Wayne Borg, a former Hollywood executive hired to run Neom’s media division, expressed frustration over the interruption to his evening.
“A
whole bunch of people die so we’ve got to have a meeting on a Sunday
night,” he said on a phone call, according to a recording heard by The
Wall Street Journal. He said the project’s blue-collar workers from the Indian subcontinent had been “f—ing morons” and “that is why white people are at the top of the pecking order.”
The
Australian is among thousands of expatriates hired to turn the
monumental visions of Crown Prince Mohammed bin Salman into reality.

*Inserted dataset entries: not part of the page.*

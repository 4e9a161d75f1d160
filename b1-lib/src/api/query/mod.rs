//! Query translation and execution.
//!
//! Three ways to query the Service Layer:
//!
//! - [`Queryable`] - typed operator chains translated through a
//!   [`QueryDescriptor`] (filters, projections, ordering, `$apply`,
//!   cross-joins, counts and first/single reductions)
//! - [`Query`] - a fluent typed builder that translates each call eagerly
//! - [`ResourceQuery`] - OData text for any resource name
//!
//! # Translation
//!
//! - [`Field`] and [`Expr`] - predicate trees built from typed field handles
//! - [`format_value`] - literal formatting
//! - [`serialize_predicate`] - `$filter` text
//! - [`visit`] - operator chain to [`QueryDescriptor`]
//! - [`build_request`] - descriptor to [`ODataRequest`]

mod aggregate;
mod descriptor;
mod expr;
mod field;
mod fluent;
mod format;
mod order;
mod page;
mod pages;
mod queryable;
mod request;
mod resource;
mod serialize;
mod visitor;

#[cfg(test)]
pub(crate) mod fixtures;

pub use aggregate::AggregateDescriptor;
pub use aggregate::AggregateOp;
pub use aggregate::apply_clause;
pub use descriptor::QueryDescriptor;
pub use descriptor::Reduction;
pub use expr::BinaryOp;
pub use expr::Expr;
pub use expr::FieldRef;
pub use expr::Function;
pub use expr::Selection;
pub use expr::UnaryOp;
pub use expr::substring_of;
pub use field::Field;
pub use fluent::Query;
pub use format::format_key;
pub use format::format_value;
pub use order::Direction;
pub use order::OrderBy;
pub use page::Page;
pub use pages::Pages;
pub use queryable::Queryable;
pub use request::NO_PAGINATION;
pub use request::ODataRequest;
pub use request::QueryParam;
pub use request::build_request;
pub(crate) use request::join_url;
pub use resource::ResourceQuery;
pub use serialize::PredicateSerializer;
pub use serialize::serialize_predicate;
pub use visitor::QueryExpr;
pub use visitor::QueryOp;
pub use visitor::RootMarker;
pub use visitor::visit;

Neom, his signature initiative, markets itself as “the land of the
future, where the greatest minds and best talents are empowered to
embody pioneering ideas.”
In
practice, the project has become a magnet for executives with checkered
pasts and inappropriate workplace behavior, according to current and
former executives and documents, emails and recordings reviewed by the
Journal.
Borg,
59, has been recorded making racist and misogynistic comments. Another
top manager has a corruption conviction in his home country and remains
under investigation there. Neom has investigated other star
executives for embezzlement. Subordinates say Neom’s chief executive
berates and belittles employees.
The
workplace issues illustrate a broader problem for Mohammed. He has made
Neom the symbol of his ambitious reform program and is investing
hundreds of billions of dollars of oil money building it, with plans to
host the Asian Winter Games and the FIFA World Cup there. If Neom fails, the 39-year-old de facto ruler risks squandering his country’s wealth, and his reputation as a reformer.
In
a meeting about the worker fatalities last summer, Neom’s chief
executive, Nadhmi al-Nasr, demanded to know what had gone wrong,
according to current and former employees. A falling pipe killed one
worker; a wall collapsed on another; and one person died after
mishandling explosives, the current and former employees said.

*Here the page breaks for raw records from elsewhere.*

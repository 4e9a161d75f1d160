//! Async iterator over paged query results.

use std::marker::PhantomData;

use serde::de::DeserializeOwned;
use tokio_util::sync::CancellationToken;

use super::Page;
use super::request::ODataRequest;
use crate::B1Client;
use crate::error::Error;
use crate::response::Collection;
use crate::response::ODataResponse;

/// Async iterator that yields pages of query results.
///
/// Follows `@odata.nextLink` until the server stops sending one. Follow-up
/// requests keep the headers of the first request.
pub struct Pages<'a, T> {
    client: &'a B1Client,
    request: Option<ODataRequest>,
    headers: Vec<(String, String)>,
    inline_count: bool,
    cancel: Option<CancellationToken>,
    done: bool,
    _marker: PhantomData<fn() -> T>,
}

impl<'a, T: DeserializeOwned> Pages<'a, T> {
    pub(crate) fn new(
        client: &'a B1Client,
        request: ODataRequest,
        cancel: Option<CancellationToken>,
    ) -> Self {
        Self {
            client,
            headers: request.headers.clone(),
            inline_count: request.param_value("$inlinecount").is_some(),
            request: Some(request),
            cancel,
            done: false,
            _marker: PhantomData,
        }
    }

    /// Fetches the next page of results.
    ///
    /// Returns `None` when all pages have been consumed.
    pub async fn next(&mut self) -> Option<Result<Page<T>, Error>> {
        if self.done {
            return None;
        }
        let Some(request) = self.request.take() else {
            self.done = true;
            return None;
        };

        let fetched = self.fetch(&request).await;
        Some(self.advance(fetched))
    }

    /// Queues the follow-up request for a fetched page, or stops after the
    /// last page or the first error.
    fn advance(&mut self, fetched: Result<Page<T>, Error>) -> Result<Page<T>, Error> {
        let page = match fetched {
            Ok(page) => page,
            Err(e) => {
                self.done = true;
                return Err(e);
            }
        };

        match page.next_link() {
            Some(link) => {
                log::debug!("Following next link {}", link);
                self.request = Some(self.follow_up(link));
            }
            None => self.done = true,
        }
        Ok(page)
    }

    fn follow_up(&self, link: &str) -> ODataRequest {
        let mut next = ODataRequest::get(link);
        next.headers = self.headers.clone();
        next
    }

    /// Fetches every remaining page and concatenates the rows.
    pub async fn collect_all(mut self) -> Result<Vec<T>, Error> {
        let mut items = Vec::new();
        while let Some(page) = self.next().await {
            items.extend(page?.into_items());
        }
        Ok(items)
    }

    async fn fetch(&self, request: &ODataRequest) -> Result<Page<T>, Error> {
        let cancel = self.cancel.as_ref();
        if self.inline_count {
            let collection: Collection<T> = self.client.fetch_json(request, cancel).await?;
            let mut page = Page::new(collection.value).with_total_count(collection.count);
            if let Some(link) = collection.next_link {
                page = page.with_next_link(link);
            }
            Ok(page)
        } else {
            let response: ODataResponse<Vec<T>> = self.client.fetch_json(request, cancel).await?;
            let mut page = Page::new(response.value);
            if let Some(link) = response.next_link {
                page = page.with_next_link(link);
            }
            Ok(page)
        }
    }
}

#[cfg(test)]
mod tests {
    use super::*;
    use crate::auth::Credentials;

    fn client() -> B1Client {
        B1Client::builder()
            .url("https://sap.example.com:50000/b1s/v2/")
            .credentials(Credentials::new("DB", "manager", "secret"))
            .build()
            .unwrap()
    }

    fn first_request() -> ODataRequest {
        ODataRequest::get("Items").param("$top", 2).no_paginate()
    }

    #[test]
    fn test_follow_up_keeps_headers() {
        let client = client();
        let mut pages: Pages<'_, i32> = Pages::new(&client, first_request(), None);
        pages.request = None;

        let page = Page::new(vec![1, 2]).with_next_link("Items?$skip=2");
        assert!(pages.advance(Ok(page)).is_ok());

        let next = pages.request.as_ref().unwrap();
        assert_eq!(next.path, "Items?$skip=2");
        assert!(next.params.is_empty());
        assert_eq!(next.header_value("Prefer"), Some("odata.maxpagesize=0"));
        assert!(!pages.done);
    }

    #[tokio::test]
    async fn test_stops_without_next_link() {
        let client = client();
        let mut pages: Pages<'_, i32> = Pages::new(&client, first_request(), None);
        pages.request = None;

        let page = pages.advance(Ok(Page::new(vec![3]))).unwrap();
        assert_eq!(page.into_items(), [3]);
        assert!(pages.done);
        assert!(pages.request.is_none());
        assert!(pages.next().await.is_none());
    }

    #[tokio::test]
    async fn test_error_ends_iteration() {
        let client = client();
        let mut pages: Pages<'_, i32> = Pages::new(&client, first_request(), None);

        assert!(matches!(pages.advance(Err(Error::Cancelled)), Err(Error::Cancelled)));
        assert!(pages.done);
        assert!(pages.next().await.is_none());
    }
}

Even as Neom sought to limit fatalities, Borg demonstrated a casual disregard for worker safety.
“You can’t train for stupidity,” Borg said in a later conversation
about the deaths. “The white blokes are at the top of the tree.”
Neom
said its top priority is protecting the welfare of employees, who are
encouraged to anonymously voice concerns. Neom has a code of conduct and
promotes a set of values that include being respectful, embracing
cultural differences and acting responsibly.
Neom
in a statement said it has a culturally diverse workforce of roughly
5,000 employees from more than 100 countries and has a zero-tolerance
approach to inappropriate workplace behavior. The project said it
investigates every health-and-safety incident.
“Any
allegations of wrongdoing and misconduct are thoroughly investigated,”

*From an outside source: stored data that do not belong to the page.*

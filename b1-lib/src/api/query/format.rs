//! Literal formatting for filters and key paths.

use crate::model::KeyBag;
use crate::model::Value;

/// Formats a value in the Service Layer literal syntax.
///
/// Strings, dates, date-times and enumeration members are single-quoted,
/// numbers and booleans are bare, and key bags render as
/// `Name1=value1, Name2=value2` with each value formatted by the same rules.
///
/// ```
/// use b1_lib::api::query::format_value;
/// use b1_lib::model::{KeyBag, Value};
///
/// assert_eq!(format_value(&Value::from("ACME")), "'ACME'");
/// assert_eq!(format_value(&Value::from(42)), "42");
///
/// let key = KeyBag::new().with("DocEntry", 5).with("DocLine", 2);
/// assert_eq!(format_value(&Value::from(key)), "DocEntry=5, DocLine=2");
/// ```
pub fn format_value(value: &Value) -> String {
    match value {
        Value::Null => "null".to_string(),
        Value::Bool(b) => if *b { "true" } else { "false" }.to_string(),
        Value::Int(n) => n.to_string(),
        Value::Long(n) => n.to_string(),
        Value::Float(n) => format_float(*n),
        Value::Decimal(d) => d.to_string(),
        Value::String(s) => quote(s),
        Value::Enum(name) => quote(name),
        Value::Date(d) => quote(&d.format("%Y-%m-%d").to_string()),
        Value::DateTime(dt) => quote(&dt.format("%Y-%m-%dT%H:%M:%S").to_string()),
        Value::Key(bag) => format_key(bag),
    }
}

/// Non-finite floats use the OData keywords `NaN`, `INF` and `-INF`.
fn format_float(n: f64) -> String {
    if n.is_nan() {
        "NaN".to_string()
    } else if n.is_infinite() {
        if n > 0.0 { "INF" } else { "-INF" }.to_string()
    } else {
        n.to_string()
    }
}

/// Formats a key bag as `Name1=value1, Name2=value2`.
pub fn format_key(bag: &KeyBag) -> String {
    bag.fields()
        .iter()
        .map(|(name, value)| format!("{}={}", name, format_value(value)))
        .collect::<Vec<_>>()
        .join(", ")
}

/// Wraps a string in single quotes, doubling embedded quotes.
pub fn quote(s: &str) -> String {
    format!("'{}'", s.replace('\'', "''"))
}

#[cfg(test)]
mod tests {
    use chrono::NaiveDate;
    use rust_decimal::Decimal;

    use super::*;

    #[test]
    fn test_quoted_values() {
        assert_eq!(format_value(&Value::from("ACME")), "'ACME'");
        assert_eq!(format_value(&Value::enumeration("cCustomer")), "'cCustomer'");
        assert_eq!(format_value(&Value::from("O'Brien")), "'O''Brien'");
    }

    #[test]
    fn test_bare_values() {
        assert_eq!(format_value(&Value::Null), "null");
        assert_eq!(format_value(&Value::from(true)), "true");
        assert_eq!(format_value(&Value::from(-7)), "-7");
        assert_eq!(format_value(&Value::from(9_000_000_000i64)), "9000000000");
        assert_eq!(format_value(&Value::from(100.0)), "100");
        assert_eq!(format_value(&Value::from(1.5)), "1.5");
        assert_eq!(format_value(&Value::from(Decimal::new(1250, 2))), "12.50");
    }

    #[test]
    fn test_non_finite_floats() {
        assert_eq!(format_value(&Value::from(f64::NAN)), "NaN");
        assert_eq!(format_value(&Value::from(f64::INFINITY)), "INF");
        assert_eq!(format_value(&Value::from(f64::NEG_INFINITY)), "-INF");
    }

    #[test]
    fn test_dates() {
        let date = NaiveDate::from_ymd_opt(2024, 1, 31).unwrap();
        assert_eq!(format_value(&Value::from(date)), "'2024-01-31'");

        let dt = date.and_hms_opt(8, 5, 0).unwrap();
        assert_eq!(format_value(&Value::from(dt)), "'2024-01-31T08:05:00'");
    }

    #[test]
    fn test_composite_key() {
        let key = KeyBag::new().with("DocEntry", 5).with("DocLine", 2);
        assert_eq!(format_value(&Value::from(key)), "DocEntry=5, DocLine=2");

        let key = KeyBag::new().with("Code", "A1").with("LineId", 3);
        assert_eq!(format_key(&key), "Code='A1', LineId=3");
    }

    #[test]
    fn test_nested_key_is_flattened_recursively() {
        let inner = KeyBag::new().with("A", 1).with("B", 2);
        let outer = KeyBag::new().with("Outer", inner);
        assert_eq!(format_key(&outer), "Outer=A=1, B=2");
    }
}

Neom said. It added: “If any wrongdoing is substantiated, we take
appropriate action.”
The Saudi government referred a request for comment to Neom. A representative for Borg didn’t respond to a request for comment.
EGALITARIAN ENVIRONMENT
Mohammed
launched Neom to fast-track his kingdom into the modern world. He
sectioned off a Massachusetts-sized parcel with plans for its own laws
and a liberal, egalitarian environment to attract smart foreigners and
businesses.
From Neom’s earliest conception, Mohammed was willing to back controversial executives to translate his bold ideas into reality.
These
include a multitrillion-dollar pair of skyscrapers taller than the
Empire State Building, designed to run 105 miles long and known as the
Line. Neom is meant to be a logistics hub, a tourism destination and a
world leader in health, media and renewable energy.